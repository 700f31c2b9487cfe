// VitalChat Backend Entry Point
// Korean conversational queries over PPG / HRV / stress readings

mod actors;
mod analytics;
mod brain;
mod config;
mod database;
mod error;
mod fs_manager;
mod handlers;
mod history;
mod models;
mod names;
mod prompts;
mod server;

#[cfg(test)]
mod tests;

use actors::llm::{LlmActorHandle, LlmClientConfig};
use actors::rag::RagActorHandle;
use actors::supervisor::{SupervisorHandle, SupervisorSettings};
use config::{AppConfig, LogFormat};
use fs_manager::PortablePathManager;
use std::path::PathBuf;
use std::sync::Arc;
use tracing::{info, warn};
use tracing_bunyan_formatter::{BunyanFormattingLayer, JsonStorageLayer};
use tracing_subscriber::layer::SubscriberExt;
use tracing_subscriber::util::SubscriberInitExt;
use tracing_subscriber::EnvFilter;

fn init_tracing(format: LogFormat) {
    let filter = EnvFilter::try_from_default_env().unwrap_or_else(|_| EnvFilter::new("info"));
    let registry = tracing_subscriber::registry().with(filter);
    match format {
        LogFormat::Pretty => registry.with(tracing_subscriber::fmt::layer()).init(),
        LogFormat::Json => registry
            .with(JsonStorageLayer)
            .with(BunyanFormattingLayer::new("vitalchat".to_string(), std::io::stdout))
            .init(),
    }
}

/// Configured corpus, else `data/corpus.json` when it exists.
fn resolve_corpus_path(config: &AppConfig) -> Option<PathBuf> {
    if let Some(path) = &config.rag_corpus_path {
        return Some(PathBuf::from(path));
    }
    let default = PortablePathManager::default_corpus_path();
    if default.exists() {
        Some(default)
    } else {
        warn!("No retrieval corpus found; semantic answers will have no references");
        None
    }
}

async fn shutdown_signal() {
    if let Err(e) = tokio::signal::ctrl_c().await {
        warn!("Failed to listen for Ctrl+C: {}", e);
        std::future::pending::<()>().await;
    }
    info!("Shutdown signal received");
}

#[tokio::main]
async fn main() -> anyhow::Result<()> {
    let config = AppConfig::from_env()?;
    init_tracing(config.log_format);
    info!("Starting VitalChat (name refresh: {})", config.name_refresh);

    PortablePathManager::prepare_database_dir(&config.database_url)?;
    let pool = database::init_db(&config.database_url, config.database_max_connections).await?;
    info!("Readings store ready: {}", config.database_url);

    let llm = Arc::new(LlmActorHandle::new(LlmClientConfig::from_app_config(&config)));
    let rag = Arc::new(RagActorHandle::new(
        resolve_corpus_path(&config),
        PortablePathManager::data_dir().join("models").join("embeddings"),
    ));
    let supervisor = SupervisorHandle::new(pool, llm, rag, SupervisorSettings::from_app_config(&config));

    let app = server::create_router(server::ServerState {
        supervisor: supervisor.clone(),
    });
    let listener = tokio::net::TcpListener::bind(&config.bind_addr).await?;
    info!("Listening on http://{}", config.bind_addr);

    axum::serve(listener, app)
        .with_graceful_shutdown(shutdown_signal())
        .await?;

    supervisor.shutdown().await;
    info!("Shutdown complete");
    Ok(())
}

+++++

• _ABOUT THIS TASK_
Give the number of lines in the entries that contain the word "SupervisorHandle", with no other text.

• _WRITTEN ANSWER_
2